Un sex-shop de rêve

Il paraît que les confinements à répétition font exploser les ventes de sex-toys… (Il faut bien s’occuper, nous direz-vous). Si l’objet est très ancien, et bien connu des médiévaux, on pourrait penser que son apparition dans des histoires « grand public » est récente ; pourtant, dès la fin du XIIe siècle, l’auteur Jean Bodel met le désir féminin et l’ustensile de sa satisfaction sur le devant de la scène… !

Une histoire d’amour… et de désir

Godemichet de luxe en verre soufflé de Murano (XVIe siècle, Musée de Cluny). Ils sont notamment mentionnés dans les Ragionamenti de Pierre l’Arétin (1492 – 1556)

Dans son fabliau Le Sohait des Vez, il imagine un couple qui se retrouve après une longue séparation. Il s’agirait presque d’une trame de littérature courtoise, si la femme n’avait pas une seule idée en tête : que son mari la comble après une trop longue absence.

De manière assez rare pour les fabliaux, dont le fonds de commerce est essentiellement fait de tromperies, celui de Jean Bodel présente un couple qui se manifeste de la tendresse par le langage et par les mots. Le mari nomme son épouse « chère sœur », sa femme l’a « embrassé et baisé » et lui a préparé le repas qui est plus couramment réservé à l’amant dans les fabliaux. Elle veille à son confort physique, et tous les éléments vont par deux « un siège bas et confortable », « chair et poisson », comme pour souligner l’unité du couple. Ce tableau de bonheur conjugal est donc parfaitement policé. Et même la périphrase « l’autre plaisir » qu’attend la femme après le repas est presque innocente et laisse à peine entrevoir une suite plus polissonne. Les attentes de l’auditeur de fabliau sont donc trompées : pas d’amant à l’horizon, un couple uni. Que reste-t-il à raconter ?

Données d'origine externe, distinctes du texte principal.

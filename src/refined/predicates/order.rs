//! Ordering predicates: refinements established by rearranging
//!
//! Unlike the validating predicates, these never reject input. Construction
//! takes ownership of the sequence and rearranges it until the invariant
//! holds:
//! - [`Sorted`]: stable ascending sort
//! - [`Unique`]: later duplicates removed, first occurrences keep their order
//! - [`UniqueAndSorted`]: ascending with every run of equal elements collapsed
//! - [`Shuffled`]: randomly permuted (feature `shuffle`)
//!
//! All four use [`Infallible`] as their error, so [`Refined::arrange`] builds
//! them without a `Result`.
//!
//! # Example
//!
//! ```rust
//! use flagged::refined::{Refined, Sorted, Unique, UniqueAndSorted};
//!
//! let sorted = Refined::<Vec<i32>, Sorted>::arrange(vec![1, 7, 8, 14, 3]);
//! assert_eq!(sorted.get(), &[1, 3, 7, 8, 14]);
//!
//! let unique = Refined::<Vec<i32>, Unique>::arrange(vec![3, 1, 3, 2, 1]);
//! assert_eq!(unique.get(), &[3, 1, 2]);
//!
//! // Sorting a unique sequence keeps it unique
//! let both: Refined<Vec<i32>, UniqueAndSorted> = unique.into();
//! assert_eq!(both.get(), &[1, 2, 3]);
//! ```

use std::collections::VecDeque;
use std::convert::Infallible;

use super::super::{Predicate, Refined};

/// A sequence whose elements can be rearranged in place.
///
/// Rearrangements are written against `Vec`; other sequences convert to a
/// `Vec` and back without copying elements.
pub trait Arrange {
    /// Element type.
    type Item;

    /// Run `f` over the elements as a `Vec`.
    fn arrange_with<F>(&mut self, f: F)
    where
        F: FnOnce(&mut Vec<Self::Item>);
}

impl<T> Arrange for Vec<T> {
    type Item = T;

    fn arrange_with<F>(&mut self, f: F)
    where
        F: FnOnce(&mut Vec<T>),
    {
        f(self)
    }
}

impl<T> Arrange for VecDeque<T> {
    type Item = T;

    fn arrange_with<F>(&mut self, f: F)
    where
        F: FnOnce(&mut Vec<T>),
    {
        let mut items = Vec::from(std::mem::take(self));
        f(&mut items);
        *self = VecDeque::from(items);
    }
}

/// Sequence is sorted ascending (established by sorting)
#[derive(Debug, Clone, Copy)]
pub struct Sorted;

/// Sequence holds no duplicates (established by dropping later duplicates)
#[derive(Debug, Clone, Copy)]
pub struct Unique;

/// Sequence is strictly ascending (established by sorting, then collapsing runs)
#[derive(Debug, Clone, Copy)]
pub struct UniqueAndSorted;

/// Sequence was randomly permuted on construction.
///
/// There is no invariant to check afterwards; this exists so that "this
/// sequence has been shuffled" can be stated in a signature.
#[cfg(feature = "shuffle")]
#[derive(Debug, Clone, Copy)]
pub struct Shuffled;

/// Removes every element equal to an earlier one, keeping the survivors in
/// their original order. O(n log n), no cloning.
fn retain_first_occurrences<T: Ord>(items: &mut Vec<T>) {
    if items.len() < 2 {
        return;
    }

    let mut order: Vec<usize> = (0..items.len()).collect();
    // stable: equal elements stay in index order, so the first of each run
    // is the earliest occurrence
    order.sort_by(|&a, &b| items[a].cmp(&items[b]));

    let mut keep = vec![true; items.len()];
    for pair in order.windows(2) {
        if items[pair[0]] == items[pair[1]] {
            keep[pair[1]] = false;
        }
    }

    let mut index = 0;
    items.retain(|_| {
        let kept = keep[index];
        index += 1;
        kept
    });
}

impl<S> Predicate<S> for Sorted
where
    S: Arrange,
    S::Item: Ord,
{
    type Error = Infallible;

    fn check(_value: &S) -> Result<(), Self::Error> {
        Ok(())
    }

    fn normalize(mut value: S) -> S {
        value.arrange_with(|items| items.sort());
        value
    }

    fn description() -> &'static str {
        "sorted ascending"
    }
}

impl<S> Predicate<S> for Unique
where
    S: Arrange,
    S::Item: Ord,
{
    type Error = Infallible;

    fn check(_value: &S) -> Result<(), Self::Error> {
        Ok(())
    }

    fn normalize(mut value: S) -> S {
        value.arrange_with(retain_first_occurrences);
        value
    }

    fn description() -> &'static str {
        "without duplicates"
    }
}

impl<S> Predicate<S> for UniqueAndSorted
where
    S: Arrange,
    S::Item: Ord,
{
    type Error = Infallible;

    fn check(_value: &S) -> Result<(), Self::Error> {
        Ok(())
    }

    fn normalize(mut value: S) -> S {
        value.arrange_with(|items| {
            items.sort();
            items.dedup();
        });
        value
    }

    fn description() -> &'static str {
        "strictly ascending"
    }
}

#[cfg(feature = "shuffle")]
impl<S: Arrange> Predicate<S> for Shuffled {
    type Error = Infallible;

    fn check(_value: &S) -> Result<(), Self::Error> {
        Ok(())
    }

    fn normalize(mut value: S) -> S {
        use rand::seq::SliceRandom;

        value.arrange_with(|items| items.shuffle(&mut rand::rng()));
        value
    }

    fn description() -> &'static str {
        "shuffled"
    }
}

#[cfg(feature = "shuffle")]
impl<S: Arrange> Refined<S, Shuffled> {
    /// Shuffle with a caller-supplied random number generator.
    ///
    /// # Example
    ///
    /// ```rust
    /// use flagged::refined::{Refined, Shuffled};
    /// use rand::{rngs::StdRng, SeedableRng};
    ///
    /// let a = Refined::<Vec<i32>, Shuffled>::shuffled_with((0..10).collect(), &mut StdRng::seed_from_u64(7));
    /// let b = Refined::<Vec<i32>, Shuffled>::shuffled_with((0..10).collect(), &mut StdRng::seed_from_u64(7));
    /// assert_eq!(a, b);
    /// ```
    pub fn shuffled_with<R>(mut value: S, rng: &mut R) -> Self
    where
        R: rand::Rng + ?Sized,
    {
        use rand::seq::SliceRandom;

        value.arrange_with(|items| items.shuffle(rng));
        Self::new_unchecked(value)
    }
}

impl<S> From<Refined<S, Sorted>> for Refined<S, UniqueAndSorted>
where
    S: Arrange,
    S::Item: Ord,
{
    /// Collapses runs; the sort is already done.
    fn from(sorted: Refined<S, Sorted>) -> Self {
        let mut value = sorted.into_inner();
        value.arrange_with(|items| items.dedup());
        Refined::new_unchecked(value)
    }
}

impl<S> From<Refined<S, Unique>> for Refined<S, UniqueAndSorted>
where
    S: Arrange,
    S::Item: Ord,
{
    /// Sorts; duplicates are already gone.
    fn from(unique: Refined<S, Unique>) -> Self {
        let mut value = unique.into_inner();
        value.arrange_with(|items| items.sort());
        Refined::new_unchecked(value)
    }
}

impl<S> From<Refined<S, UniqueAndSorted>> for Refined<S, Sorted>
where
    S: Arrange,
    S::Item: Ord,
{
    fn from(both: Refined<S, UniqueAndSorted>) -> Self {
        Refined::new_unchecked(both.into_inner())
    }
}

impl<S> From<Refined<S, UniqueAndSorted>> for Refined<S, Unique>
where
    S: Arrange,
    S::Item: Ord,
{
    fn from(both: Refined<S, UniqueAndSorted>) -> Self {
        Refined::new_unchecked(both.into_inner())
    }
}

#[cfg(test)]
mod tests {
    use super::*;

    type SortedVec = Refined<Vec<i32>, Sorted>;
    type UniqueVec = Refined<Vec<i32>, Unique>;
    type UniqueSortedVec = Refined<Vec<i32>, UniqueAndSorted>;

    #[test]
    fn test_sorted() {
        let unsorted = vec![1, 7, 8, 14, 3];
        assert!(!unsorted.is_sorted());

        let sorted = SortedVec::arrange(unsorted);
        assert_eq!(sorted.get(), &[1, 3, 7, 8, 14]);
    }

    #[test]
    fn test_sorted_is_idempotent() {
        let once = SortedVec::arrange(vec![5, 2, 9, 2]);
        let twice = SortedVec::arrange(once.clone().into_inner());
        assert_eq!(once, twice);
    }

    #[test]
    fn test_unique_keeps_first_occurrences() {
        let unduped = UniqueVec::arrange(vec![1, 1, 2, 2, 3, 3, 7, 9, 11]);
        assert_eq!(unduped.get().len(), 6);
        assert_eq!(unduped.get(), &[1, 2, 3, 7, 9, 11]);

        let scattered = UniqueVec::arrange(vec![9, 1, 9, 4, 1, 4, 2]);
        assert_eq!(scattered.get(), &[9, 1, 4, 2]);
    }

    #[test]
    fn test_unique_and_sorted() {
        let fixed = UniqueSortedVec::arrange(vec![11, 9, 7, 3, 3, 2, 2, 1, 1]);
        assert_eq!(fixed.get(), &[1, 2, 3, 7, 9, 11]);
    }

    #[test]
    fn test_empty_is_a_no_op() {
        assert!(SortedVec::arrange(vec![]).get().is_empty());
        assert!(UniqueVec::arrange(vec![]).get().is_empty());
        assert!(UniqueSortedVec::arrange(vec![]).get().is_empty());
    }

    #[test]
    fn test_new_never_fails() {
        let sorted = SortedVec::new(vec![3, 2, 1]);
        assert!(matches!(sorted, Ok(ref s) if s.get() == &[1, 2, 3]));
    }

    #[test]
    fn test_vec_deque() {
        let deque: VecDeque<i32> = [4, 1, 4, 3].into_iter().collect();
        let both = Refined::<VecDeque<i32>, UniqueAndSorted>::arrange(deque);
        assert_eq!(both.get().iter().copied().collect::<Vec<_>>(), vec![1, 3, 4]);
    }

    #[test]
    fn test_sorted_into_unique_and_sorted() {
        let sorted = SortedVec::arrange(vec![3, 1, 3, 2, 1]);
        let both: UniqueSortedVec = sorted.into();
        assert_eq!(both.get(), &[1, 2, 3]);
    }

    #[test]
    fn test_unique_into_unique_and_sorted() {
        let unique = UniqueVec::arrange(vec![3, 1, 3, 2, 1]);
        assert_eq!(unique.get(), &[3, 1, 2]);
        let both = UniqueSortedVec::from(unique);
        assert_eq!(both.get(), &[1, 2, 3]);
    }

    #[test]
    fn test_unique_and_sorted_weakens_for_free() {
        let both = UniqueSortedVec::arrange(vec![2, 1, 2]);
        let sorted: SortedVec = both.clone().into();
        let unique: UniqueVec = both.into();
        assert_eq!(sorted.get(), unique.get());
    }

    #[test]
    fn test_unique_keeps_the_earliest_of_equal_elements() {
        // equal by key, distinguishable by tag
        #[derive(Debug)]
        struct Tagged(i32, char);

        impl PartialEq for Tagged {
            fn eq(&self, other: &Self) -> bool {
                self.0 == other.0
            }
        }
        impl Eq for Tagged {}
        impl PartialOrd for Tagged {
            fn partial_cmp(&self, other: &Self) -> Option<std::cmp::Ordering> {
                Some(self.cmp(other))
            }
        }
        impl Ord for Tagged {
            fn cmp(&self, other: &Self) -> std::cmp::Ordering {
                self.0.cmp(&other.0)
            }
        }

        let mut items = vec![
            Tagged(2, 'a'),
            Tagged(1, 'b'),
            Tagged(2, 'c'),
            Tagged(1, 'd'),
            Tagged(2, 'e'),
        ];
        retain_first_occurrences(&mut items);
        let tags: Vec<char> = items.iter().map(|t| t.1).collect();
        assert_eq!(tags, vec!['a', 'b']);
    }

    #[cfg(feature = "shuffle")]
    mod shuffle {
        use super::*;
        use rand::{rngs::StdRng, SeedableRng};

        #[test]
        fn test_shuffled_is_a_permutation() {
            let shuffled = Refined::<Vec<i32>, Shuffled>::arrange((0..50).collect());
            let mut items = shuffled.into_inner();
            items.sort();
            assert_eq!(items, (0..50).collect::<Vec<_>>());
        }

        #[test]
        fn test_shuffled_with_seed_is_reproducible() {
            let make = || {
                Refined::<Vec<i32>, Shuffled>::shuffled_with(
                    (0..20).collect(),
                    &mut StdRng::seed_from_u64(42),
                )
            };
            assert_eq!(make(), make());
        }
    }
}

Ce qu’il reste, c’est justement ce qui ne vient pas, ou plutôt ce qui est retardé.

Frustration

Les personnages sont des bourgeois et la femme prend soin de son mari en espérant une satisfaction en retour, d’autant plus que l’homme revient « un jeudi soir », un des moments permis par l’Église pour accomplir un acte sexuel entre époux. Le fabliau ne se lasse donc pas de présenter l’aspect mercantile de l’amour des époux, puisque le même terme de « besogne » est employé pour les affaires du mari et pour l’accomplissement du devoir conjugal. Dans l’esprit de la bourgeoise, la formule « deux mois que je ne me suis pas couchée avec lui, ni lui avec moi » (58-59) exhibe la réciprocité du plaisir reçu et le problème vient justement du fait que le mari rompt cette réciprocité en s’endormant, trop nourri par son épouse pleine de désir. Ainsi, elle s’estime créancière et oppose un comportement souhaitable et la réalité : « il devrait veiller, et il dort », ce qui entraîne la dégradation comique du « seigneur » fêté au début en « vilain puant ». La longue attente « il a bien été trois mois hors du pays » nous fait compatir avec la femme et sa frustration. Insatisfaite, elle « s’endort par ire et par ennui » et c’est cet « ennui » qui provoque une compensation dans un rêve inspiré de son quotidien.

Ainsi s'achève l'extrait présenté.